YOUR OBJECTIVE – A faithful, complete transcription of the listing is required.

Top of RECORDED DATA

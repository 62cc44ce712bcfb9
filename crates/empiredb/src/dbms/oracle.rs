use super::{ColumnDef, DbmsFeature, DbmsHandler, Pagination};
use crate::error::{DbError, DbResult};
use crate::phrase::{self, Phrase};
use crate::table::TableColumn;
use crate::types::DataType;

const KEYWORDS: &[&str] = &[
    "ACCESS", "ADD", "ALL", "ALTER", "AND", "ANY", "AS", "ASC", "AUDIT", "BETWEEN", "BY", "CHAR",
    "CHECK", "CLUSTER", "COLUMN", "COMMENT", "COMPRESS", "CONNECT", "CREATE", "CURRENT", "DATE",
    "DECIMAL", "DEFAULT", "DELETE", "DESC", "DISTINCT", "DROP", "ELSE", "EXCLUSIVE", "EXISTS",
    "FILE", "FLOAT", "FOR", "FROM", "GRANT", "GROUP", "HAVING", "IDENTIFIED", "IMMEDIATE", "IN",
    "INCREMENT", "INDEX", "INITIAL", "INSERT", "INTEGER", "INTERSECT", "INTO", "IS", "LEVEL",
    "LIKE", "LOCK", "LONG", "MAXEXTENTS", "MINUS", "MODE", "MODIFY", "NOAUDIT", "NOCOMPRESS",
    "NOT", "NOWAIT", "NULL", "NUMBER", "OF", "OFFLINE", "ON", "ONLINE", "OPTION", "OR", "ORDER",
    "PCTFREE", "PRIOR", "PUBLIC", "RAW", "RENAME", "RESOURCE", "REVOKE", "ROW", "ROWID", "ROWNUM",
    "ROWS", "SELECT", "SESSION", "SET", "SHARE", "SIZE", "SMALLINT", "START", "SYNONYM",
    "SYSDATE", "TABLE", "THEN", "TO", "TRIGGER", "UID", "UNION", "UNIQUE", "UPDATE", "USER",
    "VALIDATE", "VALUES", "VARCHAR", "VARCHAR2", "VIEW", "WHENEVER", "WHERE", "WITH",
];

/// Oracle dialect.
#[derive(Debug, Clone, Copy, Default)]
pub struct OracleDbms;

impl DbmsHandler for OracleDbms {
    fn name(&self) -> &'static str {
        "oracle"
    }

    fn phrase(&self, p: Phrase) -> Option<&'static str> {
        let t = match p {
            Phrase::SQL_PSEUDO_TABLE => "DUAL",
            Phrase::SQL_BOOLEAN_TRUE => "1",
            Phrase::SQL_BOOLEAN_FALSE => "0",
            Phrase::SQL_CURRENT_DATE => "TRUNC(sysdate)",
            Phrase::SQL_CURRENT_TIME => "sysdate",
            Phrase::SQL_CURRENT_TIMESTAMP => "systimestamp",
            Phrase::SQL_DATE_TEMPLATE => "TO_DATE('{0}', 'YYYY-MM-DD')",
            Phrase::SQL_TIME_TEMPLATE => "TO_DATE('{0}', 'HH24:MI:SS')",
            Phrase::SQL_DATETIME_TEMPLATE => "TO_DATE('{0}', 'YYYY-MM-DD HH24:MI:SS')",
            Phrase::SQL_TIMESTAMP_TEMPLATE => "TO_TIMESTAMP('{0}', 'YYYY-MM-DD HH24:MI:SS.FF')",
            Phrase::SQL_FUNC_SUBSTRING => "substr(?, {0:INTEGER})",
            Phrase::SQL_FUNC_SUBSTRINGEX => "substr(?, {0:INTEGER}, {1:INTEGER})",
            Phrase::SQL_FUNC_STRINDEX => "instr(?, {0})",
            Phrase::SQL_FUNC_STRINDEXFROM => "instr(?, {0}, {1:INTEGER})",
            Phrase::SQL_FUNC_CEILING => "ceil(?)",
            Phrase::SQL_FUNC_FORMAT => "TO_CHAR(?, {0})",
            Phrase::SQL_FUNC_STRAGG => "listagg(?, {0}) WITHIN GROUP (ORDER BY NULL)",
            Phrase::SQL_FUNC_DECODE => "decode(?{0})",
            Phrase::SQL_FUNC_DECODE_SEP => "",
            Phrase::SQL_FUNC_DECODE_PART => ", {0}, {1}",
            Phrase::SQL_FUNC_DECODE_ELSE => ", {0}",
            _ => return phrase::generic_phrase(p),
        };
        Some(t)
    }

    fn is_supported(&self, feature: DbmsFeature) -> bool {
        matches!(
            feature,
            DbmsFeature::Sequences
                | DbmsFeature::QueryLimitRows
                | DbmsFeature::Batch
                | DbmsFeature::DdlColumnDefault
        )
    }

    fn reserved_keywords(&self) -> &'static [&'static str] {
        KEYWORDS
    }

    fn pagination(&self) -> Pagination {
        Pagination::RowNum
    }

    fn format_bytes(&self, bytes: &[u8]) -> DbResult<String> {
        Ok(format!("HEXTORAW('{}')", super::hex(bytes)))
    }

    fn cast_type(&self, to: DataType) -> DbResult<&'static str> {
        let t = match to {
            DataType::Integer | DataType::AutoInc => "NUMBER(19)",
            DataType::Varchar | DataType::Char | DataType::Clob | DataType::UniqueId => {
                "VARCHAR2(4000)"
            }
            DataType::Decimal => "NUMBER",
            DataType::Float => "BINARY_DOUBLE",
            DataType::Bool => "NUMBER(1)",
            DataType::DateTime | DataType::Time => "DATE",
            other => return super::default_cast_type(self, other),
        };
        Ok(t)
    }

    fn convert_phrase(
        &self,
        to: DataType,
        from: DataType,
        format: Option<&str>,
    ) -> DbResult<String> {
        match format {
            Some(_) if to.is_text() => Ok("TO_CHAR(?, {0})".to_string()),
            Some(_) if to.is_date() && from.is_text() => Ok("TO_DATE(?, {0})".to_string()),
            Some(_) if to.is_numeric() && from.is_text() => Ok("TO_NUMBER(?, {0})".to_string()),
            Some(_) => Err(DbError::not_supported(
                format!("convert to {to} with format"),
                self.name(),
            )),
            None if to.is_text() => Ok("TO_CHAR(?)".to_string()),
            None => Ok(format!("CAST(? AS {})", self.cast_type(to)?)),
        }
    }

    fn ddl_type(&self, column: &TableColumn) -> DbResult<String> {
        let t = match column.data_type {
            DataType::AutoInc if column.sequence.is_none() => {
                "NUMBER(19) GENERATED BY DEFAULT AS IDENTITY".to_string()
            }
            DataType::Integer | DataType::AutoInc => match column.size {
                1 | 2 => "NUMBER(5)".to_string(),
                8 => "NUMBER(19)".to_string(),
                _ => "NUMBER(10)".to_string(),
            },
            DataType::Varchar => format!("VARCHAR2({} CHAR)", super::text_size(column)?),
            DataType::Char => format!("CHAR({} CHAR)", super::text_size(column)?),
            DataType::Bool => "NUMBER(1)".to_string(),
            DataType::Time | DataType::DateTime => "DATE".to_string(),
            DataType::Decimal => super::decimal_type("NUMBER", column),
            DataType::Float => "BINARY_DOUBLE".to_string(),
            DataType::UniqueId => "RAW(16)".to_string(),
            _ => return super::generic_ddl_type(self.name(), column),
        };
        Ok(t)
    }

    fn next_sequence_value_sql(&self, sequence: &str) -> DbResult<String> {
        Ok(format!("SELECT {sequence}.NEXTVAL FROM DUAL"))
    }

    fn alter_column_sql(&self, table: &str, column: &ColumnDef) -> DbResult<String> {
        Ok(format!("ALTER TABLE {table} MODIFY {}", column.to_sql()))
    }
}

Bottom of RECORDED DATA

RESPONSE AREA –
repository 62cc44ce712bcfb9
filename crates/empiredb/src/dbms/oracle.rs
use super::{ColumnDef, DbmsFeature, DbmsHandler, Pagination};
use crate::error::{DbError, DbResult};
use crate::phrase::{self, Phrase};
use crate::table::TableColumn;
use crate::types::DataType;

const KEYWORDS: &[&str] = &[
    "ACCESS", "ADD", "ALL", "ALTER", "AND", "ANY", "AS", "ASC", "AUDIT", "BETWEEN", "BY", "CHAR",
    "CHECK", "CLUSTER", "COLUMN", "COMMENT", "COMPRESS", "CONNECT", "CREATE", "CURRENT", "DATE",
    "DECIMAL", "DEFAULT", "DELETE", "DESC", "DISTINCT", "DROP", "ELSE", "EXCLUSIVE", "EXISTS",
    "FILE", "FLOAT", "FOR", "FROM", "GRANT", "GROUP", "HAVING", "IDENTIFIED", "IMMEDIATE", "IN",
    "INCREMENT", "INDEX", "INITIAL", "INSERT", "INTEGER", "INTERSECT", "INTO", "IS", "LEVEL",
    "LIKE", "LOCK", "LONG", "MAXEXTENTS", "MINUS", "MODE", "MODIFY", "NOAUDIT", "NOCOMPRESS",
    "NOT", "NOWAIT", "NULL", "NUMBER", "OF", "OFFLINE", "ON", "ONLINE", "OPTION", "OR", "ORDER",
    "PCTFREE", "PRIOR", "PUBLIC", "RAW", "RENAME", "RESOURCE", "REVOKE", "ROW", "ROWID", "ROWNUM",
    "ROWS", "SELECT", "SESSION", "SET", "SHARE", "SIZE", "SMALLINT", "START", "SYNONYM",
    "SYSDATE", "TABLE", "THEN", "TO", "TRIGGER", "UID", "UNION", "UNIQUE", "UPDATE", "USER",
    "VALIDATE", "VALUES", "VARCHAR", "VARCHAR2", "VIEW", "WHENEVER", "WHERE", "WITH",
];

/// Oracle dialect.
#[derive(Debug, Clone, Copy, Default)]
pub struct OracleDbms;

impl DbmsHandler for OracleDbms {
    fn name(&self) -> &'static str {
        "oracle"
    }

    fn phrase(&self, p: Phrase) -> Option<&'static str> {
        let t = match p {
            Phrase::SQL_PSEUDO_TABLE => "DUAL",
            Phrase::SQL_BOOLEAN_TRUE => "1",
            Phrase::SQL_BOOLEAN_FALSE => "0",
            Phrase::SQL_CURRENT_DATE => "TRUNC(sysdate)",
            Phrase::SQL_CURRENT_TIME => "sysdate",
            Phrase::SQL_CURRENT_TIMESTAMP => "systimestamp",
            Phrase::SQL_DATE_TEMPLATE => "TO_DATE('{0}', 'YYYY-MM-DD')",
            Phrase::SQL_TIME_TEMPLATE => "TO_DATE('{0}', 'HH24:MI:SS')",
            Phrase::SQL_DATETIME_TEMPLATE => "TO_DATE('{0}', 'YYYY-MM-DD HH24:MI:SS')",
            Phrase::SQL_TIMESTAMP_TEMPLATE => "TO_TIMESTAMP('{0}', 'YYYY-MM-DD HH24:MI:SS.FF')",
            Phrase::SQL_FUNC_SUBSTRING => "substr(?, {0:INTEGER})",
            Phrase::SQL_FUNC_SUBSTRINGEX => "substr(?, {0:INTEGER}, {1:INTEGER})",
            Phrase::SQL_FUNC_STRINDEX => "instr(?, {0})",
            Phrase::SQL_FUNC_STRINDEXFROM => "instr(?, {0}, {1:INTEGER})",
            Phrase::SQL_FUNC_CEILING => "ceil(?)",
            Phrase::SQL_FUNC_FORMAT => "TO_CHAR(?, {0})",
            Phrase::SQL_FUNC_STRAGG => "listagg(?, {0}) WITHIN GROUP (ORDER BY NULL)",
            Phrase::SQL_FUNC_DECODE => "decode(?{0})",
            Phrase::SQL_FUNC_DECODE_SEP => "",
            Phrase::SQL_FUNC_DECODE_PART => ", {0}, {1}",
            Phrase::SQL_FUNC_DECODE_ELSE => ", {0}",
            _ => return phrase::generic_phrase(p),
        };
        Some(t)
    }

    fn is_supported(&self, feature: DbmsFeature) -> bool {
        matches!(
            feature,
            DbmsFeature::Sequences
                | DbmsFeature::QueryLimitRows
                | DbmsFeature::Batch
                | DbmsFeature::DdlColumnDefault
        )
    }

    fn reserved_keywords(&self) -> &'static [&'static str] {
        KEYWORDS
    }

    fn pagination(&self) -> Pagination {
        Pagination::RowNum
    }

    fn format_bytes(&self, bytes: &[u8]) -> DbResult<String> {
        Ok(format!("HEXTORAW('{}')", super::hex(bytes)))
    }

    fn cast_type(&self, to: DataType) -> DbResult<&'static str> {
        let t = match to {
            DataType::Integer | DataType::AutoInc => "NUMBER(19)",
            DataType::Varchar | DataType::Char | DataType::Clob | DataType::UniqueId => {
                "VARCHAR2(4000)"
            }
            DataType::Decimal => "NUMBER",
            DataType::Float => "BINARY_DOUBLE",
            DataType::Bool => "NUMBER(1)",
            DataType::DateTime | DataType::Time => "DATE",
            other => return super::default_cast_type(self, other),
        };
        Ok(t)
    }

    fn convert_phrase(
        &self,
        to: DataType,
        from: DataType,
        format: Option<&str>,
    ) -> DbResult<String> {
        match format {
            Some(_) if to.is_text() => Ok("TO_CHAR(?, {0})".to_string()),
            Some(_) if to.is_date() && from.is_text() => Ok("TO_DATE(?, {0})".to_string()),
            Some(_) if to.is_numeric() && from.is_text() => Ok("TO_NUMBER(?, {0})".to_string()),
            Some(_) => Err(DbError::not_supported(
                format!("convert to {to} with format"),
                self.name(),
            )),
            None if to.is_text() => Ok("TO_CHAR(?)".to_string()),
            None => Ok(format!("CAST(? AS {})", self.cast_type(to)?)),
        }
    }

    fn ddl_type(&self, column: &TableColumn) -> DbResult<String> {
        let t = match column.data_type {
            DataType::AutoInc if column.sequence.is_none() => {
                "NUMBER(19) GENERATED BY DEFAULT AS IDENTITY".to_string()
            }
            DataType::Integer | DataType::AutoInc => match column.size {
                1 | 2 => "NUMBER(5)".to_string(),
                8 => "NUMBER(19)".to_string(),
                _ => "NUMBER(10)".to_string(),
            },
            DataType::Varchar => format!("VARCHAR2({} CHAR)", super::text_size(column)?),
            DataType::Char => format!("CHAR({} CHAR)", super::text_size(column)?),
            DataType::Bool => "NUMBER(1)".to_string(),
            DataType::Time | DataType::DateTime => "DATE".to_string(),
            DataType::Decimal => super::decimal_type("NUMBER", column),
            DataType::Float => "BINARY_DOUBLE".to_string(),
            DataType::UniqueId => "RAW(16)".to_string(),
            _ => return super::generic_ddl_type(self.name(), column),
        };
        Ok(t)
    }

    fn next_sequence_value_sql(&self, sequence: &str) -> DbResult<String> {
        Ok(format!("SELECT {sequence}.NEXTVAL FROM DUAL"))
    }

    fn alter_column_sql(&self, table: &str, column: &ColumnDef) -> DbResult<String> {
        Ok(format!("ALTER TABLE {table} MODIFY {}", column.to_sql()))
    }
}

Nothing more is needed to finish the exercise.